On compte sur les doigts de la main les traductions d’Alibi, le bref recueil de poésies édité chez Longanesi en 1958, traduit en français en 1999 (par Jean-Noël Schifano, en édition bilingue) et en néerlandais en 2012 (par Jan van der Haar, avec texte en parallèle et postface de Gandolfo Cascio, qui a reçu en 2016 le Prix Morante pour la promotion de l’œuvre d’Elsa Morante). Quelques compositions poétiques ont été traduites de manière sporadique, généralement dans des revues : c’est le cas de la poésie qui donne son titre à un recueil traduit en polonais par Konstanty Jeleński, ami de l’auteure, en 1989. Il mondo salvato dai ragazzini (1968), n’a pas eu non plus beaucoup de succès ; d’une part à cause de sa faible capacité d’identification à l’auteure et de ses aspérités linguistiques et conceptuelles, et d’autre part pour son peu d’attrait pour le public ; on peut le lire seulement en français, grec et anglais.

Quant aux écrits littéraires et politiques, le Piccolo manifesto dei Comunisti (traduit seulement en français) et les écrits rassemblés par Cesare Garboli dans Pro o contro la bomba atomica e altri scritti ont été peu remarqués ; ils peuvent être lus en allemand, français, suédois, espagnol, polonais et sont en cours de traduction au Brésil. En suédois, on n’a traduit que l’essai Sul Romanzo ; quant au manuscrit sur Fra Angelico, il avait été traduit en espagnol et allemand dans les années 70.

Si la diffusion des écrits mineurs et des textes poétiques est plus irrégulière, les romans d’Elsa Morante – grâce à la notoriété conférée par le prestigieux Prix Strega et le travail de l’agent littéraire Erich Linder – ont suscité un intérêt constant (particulièrement favorable et durable en France, en Allemagne et dans les pays scandinaves). Après la disparition de l’auteure, des projets de revalorisation de l’opera omnia ont été lancés en Israël, Grèce et Pays-Bas ; certains sont encore en cours de réalisation.
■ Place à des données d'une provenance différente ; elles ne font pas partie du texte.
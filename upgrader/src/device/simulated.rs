//! In-process firewall simulation
//!
//! Used when no device-control service is configured. It behaves like a
//! healthy firewall: images must be downloaded before install, an installed
//! image only becomes the running version after a reboot, and a rebooting
//! device answers a few readiness polls with "not ready" first.

use std::collections::HashSet;
use std::net::{IpAddr, Ipv4Addr};
use std::sync::Mutex;
use std::time::Duration;

use async_trait::async_trait;
use tracing::{debug, info};

use crate::device::poll::poll_until_ready;
use crate::device::{ConnectionHandle, DeviceClient, DeviceClientFactory, ReadinessResult};
use crate::errors::UpgradeError;
use crate::models::artifact::ArtifactRef;
use crate::models::device::Device;
use crate::models::snapshot::{InterfaceState, NetworkState, Route, SessionCounters};
use crate::storage::layout::StorageLayout;
use crate::utils::file_timestamp;

pub const DEFAULT_VERSION: &str = "10.1.3";

/// Behaviour of a simulated firewall
#[derive(Debug, Clone)]
pub struct SimulationProfile {
    /// Running version when the device reports none
    pub version: String,
    pub readiness: ReadinessResult,
    pub network: NetworkState,
    /// Readiness polls answered "not ready" after a reboot
    pub boot_polls: u32,
    pub poll_interval: Duration,
    /// Added to every operation
    pub latency: Duration,
}

impl Default for SimulationProfile {
    fn default() -> Self {
        Self {
            version: DEFAULT_VERSION.to_string(),
            readiness: ReadinessResult {
                passed: 5,
                failed: 0,
                skipped: 3,
                details: "All critical checks passed".to_string(),
            },
            network: default_network_state(),
            boot_polls: 3,
            poll_interval: Duration::from_secs(10),
            latency: Duration::ZERO,
        }
    }
}

fn default_network_state() -> NetworkState {
    fn route(dest: &str, gw: [u8; 4], iface: &str) -> Option<Route> {
        Some(Route {
            destination: dest.parse().ok()?,
            gateway: IpAddr::V4(Ipv4Addr::from(gw)),
            interface: iface.to_string(),
        })
    }

    NetworkState {
        routes: [
            route("0.0.0.0/0", [192, 168, 1, 1], "ethernet1/1"),
            route("10.0.0.0/8", [192, 168, 1, 254], "ethernet1/2"),
        ]
        .into_iter()
        .flatten()
        .collect(),
        interfaces: vec![
            InterfaceState {
                name: "ethernet1/1".to_string(),
                status: "up".to_string(),
                ip: "192.168.1.10/24".parse().ok(),
            },
            InterfaceState {
                name: "ethernet1/2".to_string(),
                status: "up".to_string(),
                ip: "10.10.10.1/24".parse().ok(),
            },
        ],
        sessions: SessionCounters {
            total: 1500,
            tcp: 1200,
            udp: 300,
        },
    }
}

#[derive(Debug, Default)]
struct SimState {
    session_id: Option<String>,
    running_version: String,
    downloaded: HashSet<String>,
    staged: Option<String>,
    boot_polls_remaining: Option<u32>,
}

/// A simulated firewall
pub struct SimulatedFirewall {
    device: Device,
    profile: SimulationProfile,
    layout: StorageLayout,
    state: Mutex<SimState>,
}

impl SimulatedFirewall {
    pub fn new(device: Device, profile: SimulationProfile, layout: StorageLayout) -> Self {
        let running_version = device
            .current_version
            .clone()
            .unwrap_or_else(|| profile.version.clone());
        Self {
            device,
            profile,
            layout,
            state: Mutex::new(SimState {
                running_version,
                ..Default::default()
            }),
        }
    }

    fn lock(&self) -> std::sync::MutexGuard<'_, SimState> {
        self.state.lock().unwrap_or_else(|e| e.into_inner())
    }

    async fn delay(&self) {
        if !self.profile.latency.is_zero() {
            tokio::time::sleep(self.profile.latency).await;
        }
    }

    fn ensure_session(&self, handle: &ConnectionHandle) -> Result<(), UpgradeError> {
        let state = self.lock();
        if state.session_id.as_deref() != Some(handle.session_id.as_str()) {
            return Err(UpgradeError::ConnectivityError(format!(
                "{}: session {} is not valid",
                self.device.hostname, handle.session_id
            )));
        }
        if state.boot_polls_remaining.is_some() {
            return Err(UpgradeError::ConnectivityError(format!(
                "{}: device is rebooting",
                self.device.hostname
            )));
        }
        Ok(())
    }

    /// Advance the boot sequence by one poll, returning readiness
    fn boot_tick(&self) -> bool {
        let mut state = self.lock();
        match state.boot_polls_remaining {
            None => true,
            Some(0) => {
                state.boot_polls_remaining = None;
                if let Some(version) = state.staged.take() {
                    state.running_version = version;
                }
                true
            }
            Some(n) => {
                state.boot_polls_remaining = Some(n - 1);
                false
            }
        }
    }

    fn render_config(&self, version: &str) -> String {
        format!(
            "<config version=\"{}\">\n  <devices>\n    <entry name=\"{}\">\n      <deviceconfig>\n        <system>\n          <ip-address>{}</ip-address>\n        </system>\n      </deviceconfig>\n    </entry>\n  </devices>\n</config>\n",
            version, self.device.hostname, self.device.address
        )
    }
}

#[async_trait]
impl DeviceClient for SimulatedFirewall {
    async fn connect(&self) -> Result<ConnectionHandle, UpgradeError> {
        self.delay().await;
        let session_id = uuid::Uuid::new_v4().to_string();
        {
            let mut state = self.lock();
            if state.boot_polls_remaining.is_some() {
                return Err(UpgradeError::ConnectivityError(format!(
                    "{}: connection refused",
                    self.device.hostname
                )));
            }
            state.session_id = Some(session_id.clone());
        }
        info!("{}: Connected to {}", self.device.hostname, self.device.address);
        Ok(ConnectionHandle::new(&self.device.hostname, session_id))
    }

    async fn get_version(&self, handle: &ConnectionHandle) -> Result<String, UpgradeError> {
        self.delay().await;
        self.ensure_session(handle)?;
        Ok(self.lock().running_version.clone())
    }

    async fn backup_config(&self, handle: &ConnectionHandle) -> Result<ArtifactRef, UpgradeError> {
        self.delay().await;
        self.ensure_session(handle)?;
        let version = self.lock().running_version.clone();
        let config = self.render_config(&version);
        let artifact = self
            .layout
            .backups_dir(&self.device.hostname)
            .create_unique_file(&file_timestamp(chrono::Utc::now()), "xml", config.as_bytes())
            .await
            .map_err(|e| UpgradeError::BackupError(e.to_string()))?;
        info!("{}: Configuration backed up to {}", self.device.hostname, artifact.path.display());
        Ok(artifact)
    }

    async fn readiness_check(
        &self,
        handle: &ConnectionHandle,
    ) -> Result<ReadinessResult, UpgradeError> {
        self.delay().await;
        self.ensure_session(handle)?;
        Ok(self.profile.readiness.clone())
    }

    async fn download_image(
        &self,
        handle: &ConnectionHandle,
        version: &str,
    ) -> Result<(), UpgradeError> {
        self.delay().await;
        self.ensure_session(handle)?;
        info!("{}: Downloading PAN-OS {}", self.device.hostname, version);
        self.lock().downloaded.insert(version.to_string());
        Ok(())
    }

    async fn install_image(
        &self,
        handle: &ConnectionHandle,
        version: &str,
    ) -> Result<(), UpgradeError> {
        self.delay().await;
        self.ensure_session(handle)?;
        let mut state = self.lock();
        if !state.downloaded.contains(version) {
            return Err(UpgradeError::InstallError(format!(
                "{}: image {} has not been downloaded",
                self.device.hostname, version
            )));
        }
        info!("{}: Installing PAN-OS {}", self.device.hostname, version);
        state.staged = Some(version.to_string());
        Ok(())
    }

    async fn reboot(&self, handle: &ConnectionHandle) -> Result<(), UpgradeError> {
        self.delay().await;
        self.ensure_session(handle)?;
        let mut state = self.lock();
        info!("{}: Rebooting", self.device.hostname);
        state.boot_polls_remaining = Some(self.profile.boot_polls);
        Ok(())
    }

    async fn wait_for_ready(
        &self,
        _handle: &ConnectionHandle,
        timeout: Duration,
    ) -> Result<(), UpgradeError> {
        info!("{}: Waiting for device to come back online", self.device.hostname);
        poll_until_ready(
            || {
                let ready = self.boot_tick();
                debug!("{}: ready={}", self.device.hostname, ready);
                async move { Ok::<_, UpgradeError>(ready) }
            },
            timeout,
            self.profile.poll_interval,
        )
        .await
    }

    async fn collect_network_state(
        &self,
        handle: &ConnectionHandle,
    ) -> Result<NetworkState, UpgradeError> {
        self.delay().await;
        self.ensure_session(handle)?;
        Ok(self.profile.network.clone())
    }
}

/// Builds a [`SimulatedFirewall`] per device
#[derive(Debug, Clone)]
pub struct SimulatedFactory {
    pub profile: SimulationProfile,
    pub layout: StorageLayout,
}

impl DeviceClientFactory for SimulatedFactory {
    fn client_for(&self, device: &Device) -> Result<Box<dyn DeviceClient>, UpgradeError> {
        Ok(Box::new(SimulatedFirewall::new(
            device.clone(),
            self.profile.clone(),
            self.layout.clone(),
        )))
    }
}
Les licences de traduction, dont certaines ont fait l’objet d’accords récents, sont la preuve de la longévité d’une des voix les plus représentatives – et parmi les plus représentées – de la littérature italienne du XXème siècle, qui peut vanter la traduction d’au moins une de ses œuvres en trente langues, et une distribution éditoriale sur chacun des cinq continents.